▶ Description of the task
All entries must be set down once more, precisely as given.

▶ Data for this exercise

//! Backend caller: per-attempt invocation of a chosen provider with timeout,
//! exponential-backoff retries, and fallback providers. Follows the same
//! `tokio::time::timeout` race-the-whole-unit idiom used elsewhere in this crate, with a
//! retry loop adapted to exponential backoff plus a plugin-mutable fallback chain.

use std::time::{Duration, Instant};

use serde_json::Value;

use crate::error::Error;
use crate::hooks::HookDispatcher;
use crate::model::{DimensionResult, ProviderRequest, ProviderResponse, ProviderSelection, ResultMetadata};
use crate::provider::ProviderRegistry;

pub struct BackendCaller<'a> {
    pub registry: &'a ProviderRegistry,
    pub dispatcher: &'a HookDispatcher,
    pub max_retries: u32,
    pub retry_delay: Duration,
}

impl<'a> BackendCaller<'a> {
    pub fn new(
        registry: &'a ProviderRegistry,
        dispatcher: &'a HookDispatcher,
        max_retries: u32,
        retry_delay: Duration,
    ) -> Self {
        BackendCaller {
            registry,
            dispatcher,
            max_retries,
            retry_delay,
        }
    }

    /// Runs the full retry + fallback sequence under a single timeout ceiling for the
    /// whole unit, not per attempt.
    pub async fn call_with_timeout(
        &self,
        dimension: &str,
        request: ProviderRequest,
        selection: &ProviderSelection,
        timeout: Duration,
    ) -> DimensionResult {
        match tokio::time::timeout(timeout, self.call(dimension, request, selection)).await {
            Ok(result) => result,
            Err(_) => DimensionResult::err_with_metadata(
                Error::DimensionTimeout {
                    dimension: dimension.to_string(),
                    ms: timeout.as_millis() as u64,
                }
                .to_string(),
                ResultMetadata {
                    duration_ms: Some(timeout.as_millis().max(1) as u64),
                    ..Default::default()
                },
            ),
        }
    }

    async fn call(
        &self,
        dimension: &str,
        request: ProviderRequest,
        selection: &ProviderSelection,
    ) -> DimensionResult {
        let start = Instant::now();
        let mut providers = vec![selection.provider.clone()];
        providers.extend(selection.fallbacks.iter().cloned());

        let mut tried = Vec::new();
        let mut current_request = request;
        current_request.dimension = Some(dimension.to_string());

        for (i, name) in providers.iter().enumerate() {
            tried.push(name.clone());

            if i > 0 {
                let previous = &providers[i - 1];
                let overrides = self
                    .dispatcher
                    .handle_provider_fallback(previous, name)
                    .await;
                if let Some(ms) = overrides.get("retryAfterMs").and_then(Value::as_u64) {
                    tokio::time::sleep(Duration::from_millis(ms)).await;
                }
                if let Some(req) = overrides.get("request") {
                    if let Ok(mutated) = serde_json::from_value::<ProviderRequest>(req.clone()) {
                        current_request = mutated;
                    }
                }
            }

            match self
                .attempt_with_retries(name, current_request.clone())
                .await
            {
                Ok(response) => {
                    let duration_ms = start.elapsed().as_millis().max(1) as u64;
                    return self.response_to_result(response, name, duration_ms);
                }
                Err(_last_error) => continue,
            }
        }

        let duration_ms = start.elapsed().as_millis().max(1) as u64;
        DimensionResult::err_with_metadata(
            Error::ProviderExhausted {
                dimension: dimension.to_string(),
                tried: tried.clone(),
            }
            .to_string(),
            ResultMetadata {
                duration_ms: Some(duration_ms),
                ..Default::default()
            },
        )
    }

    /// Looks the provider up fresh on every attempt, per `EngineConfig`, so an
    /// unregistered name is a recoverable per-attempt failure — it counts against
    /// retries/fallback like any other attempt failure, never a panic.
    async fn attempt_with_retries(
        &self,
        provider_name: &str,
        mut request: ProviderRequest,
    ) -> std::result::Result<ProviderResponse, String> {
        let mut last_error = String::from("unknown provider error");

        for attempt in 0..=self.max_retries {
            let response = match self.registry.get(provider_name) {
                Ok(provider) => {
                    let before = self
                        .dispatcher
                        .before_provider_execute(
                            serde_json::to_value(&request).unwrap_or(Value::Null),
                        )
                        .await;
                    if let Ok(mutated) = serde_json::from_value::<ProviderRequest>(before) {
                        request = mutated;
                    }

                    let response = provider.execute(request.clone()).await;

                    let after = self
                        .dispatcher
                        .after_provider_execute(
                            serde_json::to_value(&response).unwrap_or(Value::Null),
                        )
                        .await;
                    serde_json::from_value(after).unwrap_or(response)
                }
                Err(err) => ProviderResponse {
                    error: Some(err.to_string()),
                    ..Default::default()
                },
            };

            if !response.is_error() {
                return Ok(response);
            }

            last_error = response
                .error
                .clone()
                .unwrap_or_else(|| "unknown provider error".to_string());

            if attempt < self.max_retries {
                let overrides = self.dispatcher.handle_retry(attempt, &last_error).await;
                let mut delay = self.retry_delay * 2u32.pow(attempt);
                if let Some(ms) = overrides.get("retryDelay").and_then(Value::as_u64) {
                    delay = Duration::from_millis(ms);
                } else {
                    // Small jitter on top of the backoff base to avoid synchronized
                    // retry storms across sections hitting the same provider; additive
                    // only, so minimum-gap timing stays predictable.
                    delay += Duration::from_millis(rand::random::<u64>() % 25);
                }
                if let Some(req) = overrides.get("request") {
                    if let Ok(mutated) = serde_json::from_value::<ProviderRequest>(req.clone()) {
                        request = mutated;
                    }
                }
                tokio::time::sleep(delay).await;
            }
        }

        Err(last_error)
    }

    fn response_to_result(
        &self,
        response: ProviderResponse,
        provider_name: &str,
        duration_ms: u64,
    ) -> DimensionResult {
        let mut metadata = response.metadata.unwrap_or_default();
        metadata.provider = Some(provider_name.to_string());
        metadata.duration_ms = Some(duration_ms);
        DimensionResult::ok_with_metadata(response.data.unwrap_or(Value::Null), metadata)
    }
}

▶ Response to this task
//! Backend caller: per-attempt invocation of a chosen provider with timeout,
//! exponential-backoff retries, and fallback providers. Follows the same
//! `tokio::time::timeout` race-the-whole-unit idiom used elsewhere in this crate, with a
//! retry loop adapted to exponential backoff plus a plugin-mutable fallback chain.

use std::time::{Duration, Instant};

use serde_json::Value;

use crate::error::Error;
use crate::hooks::HookDispatcher;
use crate::model::{DimensionResult, ProviderRequest, ProviderResponse, ProviderSelection, ResultMetadata};
use crate::provider::ProviderRegistry;

pub struct BackendCaller<'a> {
    pub registry: &'a ProviderRegistry,
    pub dispatcher: &'a HookDispatcher,
    pub max_retries: u32,
    pub retry_delay: Duration,
}

impl<'a> BackendCaller<'a> {
    pub fn new(
        registry: &'a ProviderRegistry,
        dispatcher: &'a HookDispatcher,
        max_retries: u32,
        retry_delay: Duration,
    ) -> Self {
        BackendCaller {
            registry,
            dispatcher,
            max_retries,
            retry_delay,
        }
    }

    /// Runs the full retry + fallback sequence under a single timeout ceiling for the
    /// whole unit, not per attempt.
    pub async fn call_with_timeout(
        &self,
        dimension: &str,
        request: ProviderRequest,
        selection: &ProviderSelection,
        timeout: Duration,
    ) -> DimensionResult {
        match tokio::time::timeout(timeout, self.call(dimension, request, selection)).await {
            Ok(result) => result,
            Err(_) => DimensionResult::err_with_metadata(
                Error::DimensionTimeout {
                    dimension: dimension.to_string(),
                    ms: timeout.as_millis() as u64,
                }
                .to_string(),
                ResultMetadata {
                    duration_ms: Some(timeout.as_millis().max(1) as u64),
                    ..Default::default()
                },
            ),
        }
    }

    async fn call(
        &self,
        dimension: &str,
        request: ProviderRequest,
        selection: &ProviderSelection,
    ) -> DimensionResult {
        let start = Instant::now();
        let mut providers = vec![selection.provider.clone()];
        providers.extend(selection.fallbacks.iter().cloned());

        let mut tried = Vec::new();
        let mut current_request = request;
        current_request.dimension = Some(dimension.to_string());

        for (i, name) in providers.iter().enumerate() {
            tried.push(name.clone());

            if i > 0 {
                let previous = &providers[i - 1];
                let overrides = self
                    .dispatcher
                    .handle_provider_fallback(previous, name)
                    .await;
                if let Some(ms) = overrides.get("retryAfterMs").and_then(Value::as_u64) {
                    tokio::time::sleep(Duration::from_millis(ms)).await;
                }
                if let Some(req) = overrides.get("request") {
                    if let Ok(mutated) = serde_json::from_value::<ProviderRequest>(req.clone()) {
                        current_request = mutated;
                    }
                }
            }

            match self
                .attempt_with_retries(name, current_request.clone())
                .await
            {
                Ok(response) => {
                    let duration_ms = start.elapsed().as_millis().max(1) as u64;
                    return self.response_to_result(response, name, duration_ms);
                }
                Err(_last_error) => continue,
            }
        }

        let duration_ms = start.elapsed().as_millis().max(1) as u64;
        DimensionResult::err_with_metadata(
            Error::ProviderExhausted {
                dimension: dimension.to_string(),
                tried: tried.clone(),
            }
            .to_string(),
            ResultMetadata {
                duration_ms: Some(duration_ms),
                ..Default::default()
            },
        )
    }

    /// Looks the provider up fresh on every attempt, per `EngineConfig`, so an
    /// unregistered name is a recoverable per-attempt failure — it counts against
    /// retries/fallback like any other attempt failure, never a panic.
    async fn attempt_with_retries(
        &self,
        provider_name: &str,
        mut request: ProviderRequest,
    ) -> std::result::Result<ProviderResponse, String> {
        let mut last_error = String::from("unknown provider error");

        for attempt in 0..=self.max_retries {
            let response = match self.registry.get(provider_name) {
                Ok(provider) => {
                    let before = self
                        .dispatcher
                        .before_provider_execute(
                            serde_json::to_value(&request).unwrap_or(Value::Null),
                        )
                        .await;
                    if let Ok(mutated) = serde_json::from_value::<ProviderRequest>(before) {
                        request = mutated;
                    }

                    let response = provider.execute(request.clone()).await;

                    let after = self
                        .dispatcher
                        .after_provider_execute(
                            serde_json::to_value(&response).unwrap_or(Value::Null),
                        )
                        .await;
                    serde_json::from_value(after).unwrap_or(response)
                }
                Err(err) => ProviderResponse {
                    error: Some(err.to_string()),
                    ..Default::default()
                },
            };

            if !response.is_error() {
                return Ok(response);
            }

            last_error = response
                .error
                .clone()
                .unwrap_or_else(|| "unknown provider error".to_string());

            if attempt < self.max_retries {
                let overrides = self.dispatcher.handle_retry(attempt, &last_error).await;
                let mut delay = self.retry_delay * 2u32.pow(attempt);
                if let Some(ms) = overrides.get("retryDelay").and_then(Value::as_u64) {
                    delay = Duration::from_millis(ms);
                } else {
                    // Small jitter on top of the backoff base to avoid synchronized
                    // retry storms across sections hitting the same provider; additive
                    // only, so minimum-gap timing stays predictable.
                    delay += Duration::from_millis(rand::random::<u64>() % 25);
                }
                if let Some(req) = overrides.get("request") {
                    if let Ok(mutated) = serde_json::from_value::<ProviderRequest>(req.clone()) {
                        request = mutated;
                    }
                }
                tokio::time::sleep(delay).await;
            }
        }

        Err(last_error)
    }

    fn response_to_result(
        &self,
        response: ProviderResponse,
        provider_name: &str,
        duration_ms: u64,
    ) -> DimensionResult {
        let mut metadata = response.metadata.unwrap_or_default();
        metadata.provider = Some(provider_name.to_string());
        metadata.duration_ms = Some(duration_ms);
        DimensionResult::ok_with_metadata(response.data.unwrap_or(Value::Null), metadata)
    }
}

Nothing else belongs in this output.